GAZA CITY: Palestinian Prime Minister Rami Al-Hamdallah survived an assassination attempt during a rare visit to Gaza on Tuesday when a roadside bomb detonated next to his convoy.
The prime minister was unhurt in the blast and continued with some of his official duties, but six of his guards were slightly wounded.
The attack happened in northern Gaza, just a few hundred meters from the Erez crossing to Israel.
The convoy, which had just crossed into Gaza, included the head of the Palestinian intelligence service Majid Faraj.
Three cars were damaged in the explosion and the six injured guards were taken to the West Bank where they were treated in hospital in Ramallah.
Al-Hamdallah and Faraj continued on to the opening ceremony of the internationally funded sewage treatment plant but left Gaza soon after without meeting any Hamas leaders.
Hamas has been in control of Gaza since 2007, after seizing the territory in clashes with the rival Fatah faction, which controls the West Bank.
The two sides reached an Egyptian-brokered deal in October, which was supposed to see Hamas hand over powers to the Palestinian Authority.
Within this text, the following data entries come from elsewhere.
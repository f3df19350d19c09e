use crate::config::{RetryPolicy, WalletConfig};
use crate::errors::{ApiError, WalletError};
use crate::retry::retry;
use aster_primitives::{Address, TxId};
use async_trait::async_trait;
use reqwest::{Client, StatusCode};
use serde::{Deserialize, Serialize};
use serde_json::{json, Value};
use std::sync::atomic::{AtomicU64, Ordering};
use tracing::debug;

/// JSON-RPC request
#[derive(Debug, Serialize)]
struct RpcRequest<'a> {
    id: u64,
    jsonrpc: &'static str,
    method: &'a str,
    params: Value,
}

/// JSON-RPC response
#[derive(Debug, Deserialize)]
struct RpcResponse {
    #[serde(default)]
    result: Option<Value>,
    #[serde(default)]
    error: Option<RpcError>,
}

/// JSON-RPC error
#[derive(Debug, Deserialize)]
struct RpcError {
    code: i64,
    #[serde(default)]
    message: String,
    #[serde(default)]
    data: Option<Value>,
}

/// Signed transaction in `CreateTransaction` form. Amounts and gas travel as
/// decimal strings; `toAddr` is checksummed without the `0x` prefix.
#[derive(Debug, Clone, PartialEq, Eq, Serialize, Deserialize)]
#[serde(rename_all = "camelCase")]
pub struct TxPayload {
    pub version: u32,
    pub nonce: u64,
    pub to_addr: String,
    pub amount: String,
    pub pub_key: String,
    pub gas_price: String,
    pub gas_limit: String,
    pub code: String,
    pub data: String,
    pub signature: String,
    pub priority: bool,
}

/// `CreateTransaction` result
#[derive(Debug, Clone, PartialEq, Eq, Deserialize)]
pub struct SubmitResponse {
    #[serde(rename = "TranID")]
    pub tran_id: String,
    #[serde(rename = "Info", default)]
    pub info: String,
    #[serde(rename = "ContractAddress", default)]
    pub contract_address: Option<String>,
}

/// Coarse reading of a node status report
#[derive(Debug, Clone, Copy, PartialEq, Eq)]
pub enum StatusOutcome {
    Pending,
    Confirmed,
    Failed,
}

/// `GetTransactionStatus` result
#[derive(Debug, Clone, PartialEq, Eq, Deserialize)]
pub struct NodeTxStatus {
    #[serde(rename = "ID", default)]
    pub id: String,
    #[serde(rename = "modificationState")]
    pub modification_state: u8,
    pub status: u16,
    #[serde(default)]
    pub success: bool,
    #[serde(rename = "epochInserted", default)]
    pub epoch_inserted: Option<String>,
    #[serde(rename = "epochUpdated", default)]
    pub epoch_updated: Option<String>,
}

/// Modification state of a transaction the node has finished with
const MODIFICATION_FINAL: u8 = 2;
const STATUS_CONFIRMED: u16 = 3;

impl NodeTxStatus {
    pub fn outcome(&self) -> StatusOutcome {
        match (self.modification_state, self.status) {
            (MODIFICATION_FINAL, STATUS_CONFIRMED) => StatusOutcome::Confirmed,
            (MODIFICATION_FINAL, _) => StatusOutcome::Failed,
            _ => StatusOutcome::Pending,
        }
    }

    pub fn message(&self) -> &'static str {
        status_message(self.status)
    }
}

/// Human-readable text for a node status code
pub fn status_message(code: u16) -> &'static str {
    match code {
        0 => "Transaction not found",
        1 => "Pending - Dispatched",
        2 => "Pending - Soft-confirmed (awaiting Tx block generation)",
        3 => "Confirmed",
        4 => "Pending - Nonce is higher than expected",
        5 => "Pending - Microblock gas limit exceeded",
        6 => "Pending - Consensus failure in network",
        10 => "Rejected - Transaction caused math error",
        11 => "Rejected - Scilla invocation error",
        12 => "Rejected - Contract account initialization error",
        13 => "Rejected - Invalid source account",
        14 => "Rejected - Gas limit higher than shard gas limit",
        15 => "Rejected - Unknown transaction type",
        16 => "Rejected - Transaction sent to wrong shard",
        17 => "Rejected - Contract & source account cross-shard issue",
        18 => "Rejected - Code size exceeded limit",
        19 => "Rejected - Transaction verification failed",
        20 => "Rejected - Gas limit too low",
        21 => "Rejected - Insufficient balance",
        22 => "Rejected - Insufficient gas to invoke Scilla checker",
        23 => "Rejected - Duplicate transaction exists",
        24 => "Rejected - Transaction with same nonce but same/higher gas price exists",
        25 => "Rejected - Invalid destination address",
        26 => "Rejected - Failed to add contract account to state",
        27 => "Rejected - Nonce is lower than expected",
        255 => "Rejected - Internal error",
        _ => "Unknown status",
    }
}

/// Account balance and the nonce of its last accepted transaction
#[derive(Debug, Clone, Copy, PartialEq, Eq, Default)]
pub struct BalanceAndNonce {
    pub balance: u128,
    pub nonce: u64,
}

#[derive(Deserialize)]
struct RawBalance {
    balance: String,
    nonce: u64,
}

/// What the transaction lifecycle needs from a node
#[async_trait]
pub trait NodeClient: Send + Sync {
    /// Broadcast a signed transaction. Never retried.
    async fn submit(&self, payload: &TxPayload) -> Result<TxId, WalletError>;

    async fn get_status(&self, id: &TxId) -> Result<NodeTxStatus, WalletError>;

    /// `(0, 0)` for an account the node has never seen
    async fn get_balance_and_nonce(&self, address: &Address) -> Result<BalanceAndNonce, WalletError>;
}

/// HTTP JSON-RPC client for a single trusted node
pub struct RpcClient {
    url: String,
    client: Client,
    request_id: AtomicU64,
    retry: RetryPolicy,
}

impl RpcClient {
    /// Create new RPC client
    pub fn new(url: &str) -> Self {
        Self {
            url: url.to_string(),
            client: Client::new(),
            request_id: AtomicU64::new(1),
            retry: RetryPolicy::default(),
        }
    }

    /// Client with the configured endpoint, timeout and retry policy
    pub fn from_config(config: &WalletConfig) -> Result<Self, WalletError> {
        let client = Client::builder()
            .timeout(config.request_timeout())
            .build()
            .map_err(|e| WalletError::Network(e.to_string()))?;

        Ok(Self {
            url: config.rpc_url.clone(),
            client,
            request_id: AtomicU64::new(1),
            retry: config.retry.clone(),
        })
    }

    pub fn with_retry(mut self, retry: RetryPolicy) -> Self {
        self.retry = retry;
        self
    }

    pub fn url(&self) -> &str {
        &self.url
    }

    /// Make a single RPC call
    pub async fn call(&self, method: &str, params: Value) -> Result<Value, WalletError> {
        let id = self.request_id.fetch_add(1, Ordering::SeqCst);
        let request = RpcRequest {
            id,
            jsonrpc: "2.0",
            method,
            params,
        };

        debug!("RPC {} #{}", method, id);
        let response = self
            .client
            .post(&self.url)
            .json(&request)
            .send()
            .await
            .map_err(|e| WalletError::Network(e.to_string()))?;

        let status = response.status();
        if status.is_server_error() || status == StatusCode::TOO_MANY_REQUESTS {
            return Err(WalletError::Network(format!("{} returned HTTP {}", method, status)));
        }

        let body: RpcResponse = response
            .json()
            .await
            .map_err(|e| ApiError::invalid_response(format!("{}: {}", method, e)))?;

        into_result(body)
    }

    /// RPC call for read-only methods, retried on transient failures
    pub async fn read_call(&self, method: &str, params: Value) -> Result<Value, WalletError> {
        retry(&self.retry, method, WalletError::is_transient, || {
            self.call(method, params.clone())
        })
        .await
    }
}

#[async_trait]
impl NodeClient for RpcClient {
    async fn submit(&self, payload: &TxPayload) -> Result<TxId, WalletError> {
        let result = self.call("CreateTransaction", json!([payload])).await?;
        let response = parse_submit(result)?;
        debug!("CreateTransaction accepted {}: {}", response.tran_id, response.info);
        Ok(TxId::from_hex(&response.tran_id)
            .map_err(|e| ApiError::invalid_response(format!("TranID: {}", e)))?)
    }

    async fn get_status(&self, id: &TxId) -> Result<NodeTxStatus, WalletError> {
        let result = self
            .read_call("GetTransactionStatus", json!([id.to_hex()]))
            .await?;
        parse_value(result, "GetTransactionStatus")
    }

    async fn get_balance_and_nonce(&self, address: &Address) -> Result<BalanceAndNonce, WalletError> {
        match self.read_call("GetBalance", json!([address.to_hex()])).await {
            Ok(result) => parse_balance(result),
            Err(e) if e.is_not_found() => Ok(BalanceAndNonce::default()),
            Err(e) => Err(e),
        }
    }
}

/// Normalize a response envelope into its result or an `ApiError`
fn into_result(response: RpcResponse) -> Result<Value, WalletError> {
    if let Some(error) = response.error {
        return Err(ApiError::from_envelope(error.code, error.message, error.data).into());
    }

    match response.result {
        Some(Value::Null) | None => Err(ApiError::invalid_response("response has no result").into()),
        Some(result) => Ok(result),
    }
}

fn parse_value<T: serde::de::DeserializeOwned>(value: Value, method: &str) -> Result<T, WalletError> {
    serde_json::from_value(value)
        .map_err(|e| ApiError::invalid_response(format!("{}: {}", method, e)).into())
}

fn parse_submit(value: Value) -> Result<SubmitResponse, WalletError> {
    parse_value(value, "CreateTransaction")
}

fn parse_balance(value: Value) -> Result<BalanceAndNonce, WalletError> {
    let raw: RawBalance = parse_value(value, "GetBalance")?;
    let balance = raw
        .balance
        .parse::<u128>()
        .map_err(|e| ApiError::invalid_response(format!("GetBalance balance: {}", e)))?;

    Ok(BalanceAndNonce {
        balance,
        nonce: raw.nonce,
    })
}

#[cfg(test)]
mod tests {
    use super::*;
    use crate::errors::ApiErrorKind;

    fn envelope(json: &str) -> Result<Value, WalletError> {
        into_result(serde_json::from_str(json).unwrap())
    }

    #[test]
    fn test_envelope_result() {
        let value = envelope(r#"{"id":1,"jsonrpc":"2.0","result":{"balance":"10","nonce":2}}"#).unwrap();
        assert_eq!(
            parse_balance(value).unwrap(),
            BalanceAndNonce { balance: 10, nonce: 2 }
        );
    }

    #[test]
    fn test_envelope_errors() {
        let err = envelope(r#"{"id":1,"jsonrpc":"2.0","error":{"code":-5,"message":"Account is not created"}}"#)
            .unwrap_err();
        assert!(err.is_not_found());

        let err = envelope(
            r#"{"id":1,"jsonrpc":"2.0","error":{"code":-8,"message":"Nonce is lower than expected","data":null}}"#,
        )
        .unwrap_err();
        assert!(err.is_nonce_conflict());

        let err = envelope(r#"{"id":1,"jsonrpc":"2.0","error":{"code":-32602,"message":"Invalid params"}}"#)
            .unwrap_err();
        assert_eq!(err.api_kind(), Some(ApiErrorKind::Rejected));

        let err = envelope(r#"{"id":1,"jsonrpc":"2.0"}"#).unwrap_err();
        assert_eq!(err.api_kind(), Some(ApiErrorKind::InvalidResponse));

        let err = envelope(r#"{"id":1,"jsonrpc":"2.0","result":null}"#).unwrap_err();
        assert_eq!(err.api_kind(), Some(ApiErrorKind::InvalidResponse));
    }

    #[test]
    fn test_malformed_results() {
        let err = parse_balance(json!({"balance": "lots", "nonce": 1})).unwrap_err();
        assert_eq!(err.api_kind(), Some(ApiErrorKind::InvalidResponse));

        let err = parse_value::<NodeTxStatus>(json!("pending"), "GetTransactionStatus").unwrap_err();
        assert_eq!(err.api_kind(), Some(ApiErrorKind::InvalidResponse));
    }

    #[test]
    fn test_status_outcomes() {
        let status = |modification_state, status| NodeTxStatus {
            id: String::new(),
            modification_state,
            status,
            success: false,
            epoch_inserted: None,
            epoch_updated: None,
        };

        assert_eq!(status(2, 3).outcome(), StatusOutcome::Confirmed);
        assert_eq!(status(2, 27).outcome(), StatusOutcome::Failed);
        assert_eq!(status(1, 2).outcome(), StatusOutcome::Pending);
        assert_eq!(status(0, 1).outcome(), StatusOutcome::Pending);
        assert_eq!(status(2, 27).message(), "Rejected - Nonce is lower than expected");
    }

    #[test]
    fn test_node_status_json() {
        let parsed: NodeTxStatus = serde_json::from_value(json!({
            "ID": "b7a1",
            "modificationState": 2,
            "status": 3,
            "success": true,
            "epochInserted": "1013",
            "epochUpdated": "1013",
            "amount": "0"
        }))
        .unwrap();
        assert_eq!(parsed.outcome(), StatusOutcome::Confirmed);
        assert_eq!(parsed.epoch_updated.as_deref(), Some("1013"));
    }

    #[test]
    fn test_payload_wire_names() {
        let payload = TxPayload {
            version: 65_537,
            nonce: 1,
            to_addr: "29FB201154c9D44371612639472a45E2aAa1735C".into(),
            amount: "1000".into(),
            pub_key: "03".into(),
            gas_price: "2000000000".into(),
            gas_limit: "50".into(),
            code: String::new(),
            data: String::new(),
            signature: "00".into(),
            priority: false,
        };
        let value = serde_json::to_value(&payload).unwrap();
        assert_eq!(value["toAddr"], "29FB201154c9D44371612639472a45E2aAa1735C");
        assert_eq!(value["pubKey"], "03");
        assert_eq!(value["gasPrice"], "2000000000");
        assert_eq!(value["gasLimit"], "50");

        let response: SubmitResponse = serde_json::from_value(json!({
            "Info": "Contract Creation txn, sent to shard",
            "TranID": "2d1eea871d8845472e98dbe9b7a7d788fbcce226f52e4216612592167b89042c",
            "ContractAddress": "a1b5df19ba354046396e29feac5cd92eb35bef60"
        }))
        .unwrap();
        assert_eq!(response.contract_address.as_deref(), Some("a1b5df19ba354046396e29feac5cd92eb35bef60"));
    }

    #[tokio::test]
    async fn test_unreachable_node_is_network_error() {
        let client = RpcClient::new("http://127.0.0.1:1").with_retry(RetryPolicy::none());
        let err = client.call("GetBalance", json!(["00"])).await.unwrap_err();
        assert!(err.is_transient());
    }
}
But after giving up security oversight of the Gaza border crossings in November, the deal has faltered and Hamas maintains full control of the territory. Yesterday’s bombing is expected to further derail prospects of Palestinian unity, which many feel is essential for any progress in peace talks with Israel.
“What happened is a disgraceful act and will only increase our determination to serve the Gaza Strip,” Al-Hamadallah said at the opening ceremony of the wastewater plant.
The bombing “will only increase our resolve to continue our work in the service of the Gaza Strip and end the division, and we will continue to work with determination to complete our government projects,” he said.
Hamas condemned the attack, accusing “Israel and its agents” carrying it out.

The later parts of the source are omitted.